I just wrote a really long message and its vanished. My ds2 (4yo) has been admitted to hospital cos hes wheezing non stop and can't catch his breath, he prob has asthma but not officially been diagnosed yet as only started in last few months. But hospital ward full of sick kids is not really best place for me to be with a newborn baby and as said newborn is breastfeeding almost constantly I can't leave him so have had to leave ds2 in hospital with his daddy
Went back for visit and to take overnight bag in and was just in time to help physically restrain him while he had an absolute melt down about having nebuliser (despite having it twice without a fuss whilst in a&e) which was awful, have never seen him so distraught and now have scratches up my arm! And then when it was time to leave he decided he didn't want daddy to stay after all he wanted mummy and didn't want me to leave him. He was ok in the end but I felt like shit. Then decided to go Macdonalds drive through to get teea as was 8pm by then, queued for ages then when we got to the window they decided that was the time to tell me they could only take cash not cards tonight, I didn't have cash but I did have a newborn baby screaming blue murder in the back of the car. And then of course I have to queue just to get out of there at which point I cracked and had a little cry, silently of course so older 2 dc didn't notice.

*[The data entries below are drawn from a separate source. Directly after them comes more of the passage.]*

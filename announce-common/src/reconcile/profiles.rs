//! Profile reconciliation: give related users a profile and audience memberships
//!
//! The whole run is one transaction. Dropping the transaction on any error
//! rolls back every profile and membership written so far.

use crate::db::{quote_ident, Audience, UserAudience};
use crate::discovery::RelatedEntity;
use crate::store::audiences::{count_audiences, find_audience_by_name};
use crate::store::profiles::{
    insert_memberships, insert_profiles, memberships_for_profiles, profile_ids_by_user,
};
use crate::{Error, Result};
use sqlx::{SqliteConnection, SqlitePool};
use std::collections::{BTreeSet, HashSet};
use tracing::{info, warn};
use uuid::Uuid;

/// Counts from a completed run
#[derive(Debug, Clone, Default, PartialEq, Eq)]
pub struct ProfileReport {
    /// Distinct users found through any related table
    pub related_users: usize,
    pub profiles_created: u64,
    pub memberships_added: u64,
    /// Audience names expected for a related table but not found
    pub skipped_audiences: Vec<String>,
}

#[derive(Debug, Clone, PartialEq, Eq)]
pub enum ProfileOutcome {
    /// No user has a row in any related table; nothing written
    NoRelatedUsers { skipped_audiences: Vec<String> },
    Reconciled(ProfileReport),
}

/// Ensure profiles and memberships for every user of the related tables
///
/// Fails with [`Error::MissingAudiences`] before writing anything when no
/// audience exists at all.
pub async fn generate_profiles(
    pool: &SqlitePool,
    related: &[RelatedEntity],
    user_table: &str,
) -> Result<ProfileOutcome> {
    let mut tx = pool.begin().await?;

    if count_audiences(&mut *tx).await? == 0 {
        return Err(Error::MissingAudiences);
    }

    let mut mapped: Vec<(&RelatedEntity, Audience)> = Vec::new();
    let mut skipped_audiences: Vec<String> = Vec::new();

    for entity in related {
        let name = entity.display_name();
        match find_audience_by_name(&mut *tx, &name).await? {
            Some(audience) => mapped.push((entity, audience)),
            None => {
                warn!("Audience '{}' does not exist, skipping.", name);
                if !skipped_audiences.contains(&name) {
                    skipped_audiences.push(name);
                }
            }
        }
    }

    // Users of skipped tables still get a profile, just no membership for that table
    let mut all_users: BTreeSet<String> = BTreeSet::new();
    let mut users_by_table: Vec<(&str, BTreeSet<String>)> = Vec::with_capacity(related.len());
    for entity in related {
        let users = related_user_ids(&mut *tx, entity, user_table).await?;
        all_users.extend(users.iter().cloned());
        users_by_table.push((entity.table.as_str(), users));
    }

    if all_users.is_empty() {
        warn!("No users found related to the provided models.");
        return Ok(ProfileOutcome::NoRelatedUsers { skipped_audiences });
    }

    let mut profiles = profile_ids_by_user(&mut *tx, &all_users).await?;
    let missing: Vec<String> = all_users
        .iter()
        .filter(|user| !profiles.contains_key(*user))
        .cloned()
        .collect();

    let profiles_created = if missing.is_empty() {
        0
    } else {
        let created = insert_profiles(&mut *tx, &missing).await?;
        profiles = profile_ids_by_user(&mut *tx, &all_users).await?;
        created
    };

    let profile_ids: Vec<Uuid> = profiles.values().copied().collect();
    let current = memberships_for_profiles(&mut *tx, &profile_ids).await?;

    let mut seen: HashSet<UserAudience> = HashSet::new();
    let mut to_add: Vec<UserAudience> = Vec::new();
    for (entity, audience) in &mapped {
        let Some((_, users)) = users_by_table.iter().find(|(t, _)| *t == entity.table) else {
            continue;
        };
        for user in users {
            let Some(profile_id) = profiles.get(user) else {
                return Err(Error::Internal(format!("profile for user {} was not created", user)));
            };
            let membership = UserAudience {
                profile_id: *profile_id,
                audience_id: audience.guid,
            };
            if !current.contains(&membership) && seen.insert(membership) {
                to_add.push(membership);
            }
        }
    }

    let memberships_added = if to_add.is_empty() {
        0
    } else {
        insert_memberships(&mut *tx, &to_add).await?
    };

    tx.commit().await?;

    info!(
        "Profile reconciliation: {} users, {} profiles created, {} memberships added",
        all_users.len(),
        profiles_created,
        memberships_added
    );

    Ok(ProfileOutcome::Reconciled(ProfileReport {
        related_users: all_users.len(),
        profiles_created,
        memberships_added,
        skipped_audiences,
    }))
}

/// Users with at least one row in the related table, through any of its user links
///
/// Only users present in the user table are returned, keyed by their primary
/// key rendered as text whichever column the link references.
async fn related_user_ids(
    conn: &mut SqliteConnection,
    entity: &RelatedEntity,
    user_table: &str,
) -> Result<BTreeSet<String>> {
    let mut users = BTreeSet::new();

    for link in &entity.links {
        let sql = format!(
            r#"
            SELECT DISTINCT CAST(u.{user_key} AS TEXT)
            FROM {users} u
            WHERE u.{user_key} IS NOT NULL
              AND EXISTS (SELECT 1 FROM {related} r WHERE r.{fk_col} = u.{user_col})
            "#,
            users = quote_ident(user_table),
            related = quote_ident(&entity.table),
            user_key = quote_ident(&entity.user_key),
            user_col = quote_ident(&link.user_column),
            fk_col = quote_ident(&link.column),
        );

        let ids: Vec<String> = sqlx::query_scalar(&sql).fetch_all(&mut *conn).await?;
        users.extend(ids);
    }

    Ok(users)
}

And ds2 was supposed to have 2 parties to go to tomorrow, the first parties outside of family that he's ever been invited to and he has been sooooo unbelievably excited about annd is now going to miss them both and I'm so upset about that for him too.
And from a purely selfish point of view I could really do with dp around to help me manage things, ds3 feeds every hour or 2, he sleeps fine in between if hes held or on bed next to me but the minute I try and put him down he wakes up and cries. I wanted to have a bath tonight but no chance of that now.
But it just feels so wrong that my little boy is in the hospital and I am not there. I know hes fine with dp there, ds2 adores his daddy and calls out for daddy in the night if he wakes up more often than he calls out for me but I want to be there for him and I want to know how he is and hear what the drs say.
Sorry for self absorbed moaning post, just needed to get it out!